An Advanced Registered Nurse Practitioner may, when consistent with his or her professional license, lawfully furnish or prescribe a drug to a woman for the purpose of inducing an abortion where the drug may lawfully be prescribed and the woman seeks to terminate her pregnancy before the fetus is viable or for the purpose of preserving the woman’s life or health.
January 5, 2004
The Honorable Andrew Miller
The Honorable Janice Ellis
AGO 2004 No. 1
Dear Prosecutors Miller and Ellis:
By letter previously acknowledged, you have requested our opinion on a question we have paraphrased as follows:
Under RCW 9.02.110 and 9.02.120, is it unlawful for an Advanced Registered Nurse Practitioner (ARNP) to prescribe or furnish a drug to a woman upon her request for the purpose of terminating pregnancy, where the ARNP is acting in all respects within the terms of his or her professional license but is not acting under the supervision of a physician?
We answer your question in the negative. RCW 9.02.110 and .120 should not be read to make it unlawful for a health care provider, acting within the terms of his or her professional license, to perform acts or procedures which will have the effect of terminating a woman’s pregnancy where the purpose of the acts or procedures is to exercise the woman’s constitutional and/or statutory right to terminate the pregnancy. Applying principles of statutory construction, we conclude that the prohibitions in RCW 9.02.120 do not apply to ARNPs acting within the scope of their professional practice, because subsequent legislation has created ARNPs as a new type of health care professional and has expanded the scope of their professional practice to include the authority to prescribe legend drugs.
A. Washington’s Abortion Law: The Statutory Background
Washington’s laws on the subject of abortion are codified in RCW 9.02 and were adopted by the people as Initiative Measure No. 120 in the 1991 general election. Laws of 1992, ch. 1 (Initiative Measure No. 120, approved November 5, 1991). The initiative begins with a declaration that “every individual possesses a fundamental right of privacy with respect to personal reproductive decisions.” RCW 9.02.100. Another provision is that “any regulation promulgated by the state relating to abortion shall be valid only if” it meets three requirements: (1) it is medically necessary to protect the life or health of the woman terminating her pregnancy, (2) the regulation is consistent with established medical practice, and (3) the regulation imposes the least possible restrictions on the woman’s right to have an abortion. RCW 9.02.140.

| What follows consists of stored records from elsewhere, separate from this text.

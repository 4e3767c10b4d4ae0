//! Anomaly filtering for incremental training data
//!
//! A sample is anomalous when its heart rate or HRV lies more than
//! `sigma` population standard deviations from the mean of the batch.
//! Anomalies are only excluded from training; they stay in the buffer and
//! are still scored during evaluation.

use crate::normalizer::{mean, std_dev};
use crate::types::ProcessedSample;

/// Default deviation multiplier
pub const DEFAULT_ANOMALY_SIGMA: f64 = 2.0;

/// Mean and spread of one signal over a batch
#[derive(Debug, Clone, Copy)]
struct Spread {
    mean: f64,
    std: f64,
}

impl Spread {
    fn of(values: &[f64]) -> Option<Self> {
        Some(Self {
            mean: mean(values)?,
            std: std_dev(values)?,
        })
    }

    fn is_outlier(&self, value: f64, sigma: f64) -> bool {
        (value - self.mean).abs() > sigma * self.std
    }
}

/// Flag samples whose heart rate or HRV is an outlier within `samples`.
///
/// The mask is index-aligned with `samples`; an empty batch yields an empty
/// mask.
pub fn anomaly_mask(samples: &[ProcessedSample], sigma: f64) -> Vec<bool> {
    let heart_rates: Vec<f64> = samples.iter().map(|s| s.heart_rate).collect();
    let hrvs: Vec<f64> = samples.iter().map(|s| s.hrv).collect();

    let (Some(hr), Some(hrv)) = (Spread::of(&heart_rates), Spread::of(&hrvs)) else {
        return Vec::new();
    };

    samples
        .iter()
        .map(|s| hr.is_outlier(s.heart_rate, sigma) || hrv.is_outlier(s.hrv, sigma))
        .collect()
}
use config::{Config, Environment, File, FileFormat};
use serde::Deserialize;

use crate::error::Result;

pub const DEFAULT_COLUMN: &str = "created_at";

/// Layered settings: built-in defaults, then an optional `active_time.toml`
/// in the working directory, then `ACTIVE_TIME_*` environment variables.
#[derive(Debug, Deserialize, Clone, PartialEq)]
pub struct Settings {
    /// Timestamp column used when neither the caller nor the entity type names one.
    pub default_column: String,
    /// SQLite file for the persistence layer; in-memory when absent.
    #[serde(default)]
    pub database: Option<String>,
}

impl Settings {
    pub fn new() -> Result<Self> {
        Self::load("active_time")
    }

    /// Same layering as [`Settings::new`], reading the optional file `name`
    /// (extension inferred) instead of `active_time`.
    pub fn load(name: &str) -> Result<Self> {
        let s = Config::builder()
            .set_default("default_column", DEFAULT_COLUMN)?
            .add_source(File::with_name(name).required(false))
            .add_source(Environment::with_prefix("ACTIVE_TIME"))
            .build()?;
        Ok(s.try_deserialize()?)
    }

    pub fn from_toml_str(toml: &str) -> Result<Self> {
        let s = Config::builder()
            .set_default("default_column", DEFAULT_COLUMN)?
            .add_source(File::from_str(toml, FileFormat::Toml))
            .build()?;
        Ok(s.try_deserialize()?)
    }
}

impl Default for Settings {
    fn default() -> Self {
        Self {
            default_column: DEFAULT_COLUMN.to_string(),
            database: None,
        }
    }
}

With these policy statements as background, RCW 9.02.110 provides as follows:
The state may not deny or interfere with a woman’s right to choose to have an abortion prior to viability of the fetus, or to protect her life or health.
A physician may terminate and a health care provider may assist a physician in terminating a pregnancy as permitted by this section.
A companion section prohibits abortions not performed consistently with these provisions:
Unless authorized by RCW 9.02.110, any person who performs an abortion on another person shall be guilty of a class C felony punishable under chapter 9A.20 RCW.
RCW 9.02.120. The language of these two sections gives rise to your question.
B. Changes In Medical Practice Since 1991
In 1991, when Initiative Measure No. 120 was enacted, the only forms of pregnancy termination recognized to be safe and effective were surgical procedures. Only licensed physicians were authorized to perform surgery of this nature, although other health care professionals such as nurses could lawfully assist physicians. This situation is directly reflected in the language of RCW 9.02.110 providing that a “physician may terminate and a health care provider may assist a physician in terminating a pregnancy as permitted by this section.”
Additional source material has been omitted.